A verbatim reproduction of the lines below, from the line containing "kept by id for" through the line containing "results before LRU eviction.", both ends included, is the whole required output.

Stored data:
►

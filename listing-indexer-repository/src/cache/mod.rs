//! Read-through cache for listing queries.
//!
//! Query results are keyed by [`QueryKey`]; listings are also kept by id for
//! write-through refreshes. Any successful mutation flushes every cached
//! query result, because a result set keyed by criteria can gain or lose a
//! listing without the listing's id appearing in it.
//!
//! Population races with invalidation are resolved in favour of the
//! invalidation: a reader takes a [`FillTicket`] before querying the index,
//! and `put` drops the result if any invalidation happened in between.

use std::num::NonZeroUsize;

use lru::LruCache;
use tokio::sync::Mutex;
use tracing::debug;

use listing_indexer_shared::{Listing, QueryKey};

/// Default number of cached query results.
const DEFAULT_QUERY_CAPACITY: usize = 1000;

/// Default number of listings kept by id.
const DEFAULT_LISTING_CAPACITY: usize = 10_000;

/// Configuration for the listing cache.
#[derive(Debug, Clone)]
pub struct CacheConfig {
    /// Maximum number of cached query results before LRU eviction.
    pub query_capacity: usize,
    /// Maximum number of listings cached by id before LRU eviction.
    pub listing_capacity: usize,
}

impl Default for CacheConfig {
    fn default() -> Self {
        Self {
            query_capacity: DEFAULT_QUERY_CAPACITY,
            listing_capacity: DEFAULT_LISTING_CAPACITY,
        }
    }
}

impl CacheConfig {
    /// Create a config with a custom query result capacity.
    pub fn with_query_capacity(query_capacity: usize) -> Self {
        Self {
            query_capacity,
            ..Default::default()
        }
    }
}

/// Proof of the invalidation generation observed before a cache miss was
/// sent to the index.
#[derive(Debug, Clone, Copy, PartialEq, Eq)]
pub struct FillTicket(u64);

/// Cache counters.
#[derive(Debug, Clone, Copy, Default, PartialEq, Eq)]
pub struct CacheStats {
    pub cached_queries: usize,
    pub cached_listings: usize,
    pub hits: u64,
    pub misses: u64,
    /// Fills dropped because an invalidation raced with them.
    pub stale_fills: u64,
    pub invalidations: u64,
}

struct CacheInner {
    queries: LruCache<QueryKey, Vec<Listing>>,
    listings: LruCache<String, Listing>,
    generation: u64,
    stats: CacheStats,
}

impl CacheInner {
    fn flush_queries(&mut self) {
        self.queries.clear();
        self.generation += 1;
        self.stats.invalidations += 1;
    }
}

/// Query-result cache shared by the read and write paths.
///
/// The index stays authoritative; anything here may be evicted at any time.
pub struct ListingCache {
    inner: Mutex<CacheInner>,
}

impl ListingCache {
    /// Create a cache with the given capacities. Zero capacities are raised to one.
    pub fn new(config: CacheConfig) -> Self {
        let query_capacity = NonZeroUsize::new(config.query_capacity).unwrap_or(NonZeroUsize::MIN);
        let listing_capacity =
            NonZeroUsize::new(config.listing_capacity).unwrap_or(NonZeroUsize::MIN);

        Self {
            inner: Mutex::new(CacheInner {
                queries: LruCache::new(query_capacity),
                listings: LruCache::new(listing_capacity),
                generation: 0,
                stats: CacheStats::default(),
            }),
        }
    }

    /// Look up a cached query result.
    pub async fn get(&self, key: &QueryKey) -> Option<Vec<Listing>> {
        let mut inner = self.inner.lock().await;
        let hit = inner.queries.get(key).cloned();
        if hit.is_some() {
            inner.stats.hits += 1;
        } else {
            inner.stats.misses += 1;
        }
        hit
    }

    /// Take a ticket before querying the index on a miss.
    pub async fn begin_fill(&self) -> FillTicket {
        FillTicket(self.inner.lock().await.generation)
    }

    /// Store a query result computed under `ticket`.
    ///
    /// Returns `false` (and stores nothing) when an invalidation happened
    /// after the ticket was taken.
    pub async fn put(&self, key: QueryKey, value: Vec<Listing>, ticket: FillTicket) -> bool {
        let mut inner = self.inner.lock().await;
        if inner.generation != ticket.0 {
            inner.stats.stale_fills += 1;
            debug!(
                ticket = ticket.0,
                generation = inner.generation,
                "Dropping cache fill raced by invalidation"
            );
            return false;
        }
        inner.queries.put(key, value);
        true
    }

    /// Evict everything that could contain listing `id`.
    ///
    /// Removes the listing itself and flushes all cached query results.
    pub async fn invalidate_by_listing_id(&self, id: &str) {
        let mut inner = self.inner.lock().await;
        inner.listings.pop(id);
        inner.flush_queries();
        debug!(listing_id = %id, "Invalidated cache for listing");
    }

    /// Write-through after a successful upsert: cache the listing by id and
    /// flush all query results.
    pub async fn refresh_listing(&self, listing: Listing) {
        let mut inner = self.inner.lock().await;
        debug!(listing_id = %listing.id, "Refreshed cached listing");
        inner.listings.put(listing.id.clone(), listing);
        inner.flush_queries();
    }

    /// Flush cached query results without touching the listing region.
    pub async fn invalidate_queries(&self) {
        self.inner.lock().await.flush_queries();
    }

    /// The most recently written version of listing `id`, if cached.
    pub async fn listing(&self, id: &str) -> Option<Listing> {
        self.inner.lock().await.listings.get(id).cloned()
    }

    /// Drop every entry.
    pub async fn clear(&self) {
        let mut inner = self.inner.lock().await;
        inner.listings.clear();
        inner.flush_queries();
    }

    pub async fn stats(&self) -> CacheStats {
        let inner = self.inner.lock().await;
        CacheStats {
            cached_queries: inner.queries.len(),
            cached_listings: inner.listings.len(),
            ..inner.stats
        }
    }
}

impl Default for ListingCache {
    fn default() -> Self {
        Self::new(CacheConfig::default())
    }
}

◄

▸ Task answer:
//! Query results are keyed by [`QueryKey`]; listings are also kept by id for
//! write-through refreshes. Any successful mutation flushes every cached
//! query result, because a result set keyed by criteria can gain or lose a
//! listing without the listing's id appearing in it.
//!
//! Population races with invalidation are resolved in favour of the
//! invalidation: a reader takes a [`FillTicket`] before querying the index,
//! and `put` drops the result if any invalidation happened in between.

use std::num::NonZeroUsize;

use lru::LruCache;
use tokio::sync::Mutex;
use tracing::debug;

use listing_indexer_shared::{Listing, QueryKey};

/// Default number of cached query results.
const DEFAULT_QUERY_CAPACITY: usize = 1000;

/// Default number of listings kept by id.
const DEFAULT_LISTING_CAPACITY: usize = 10_000;

/// Configuration for the listing cache.
#[derive(Debug, Clone)]
pub struct CacheConfig {
    /// Maximum number of cached query results before LRU eviction.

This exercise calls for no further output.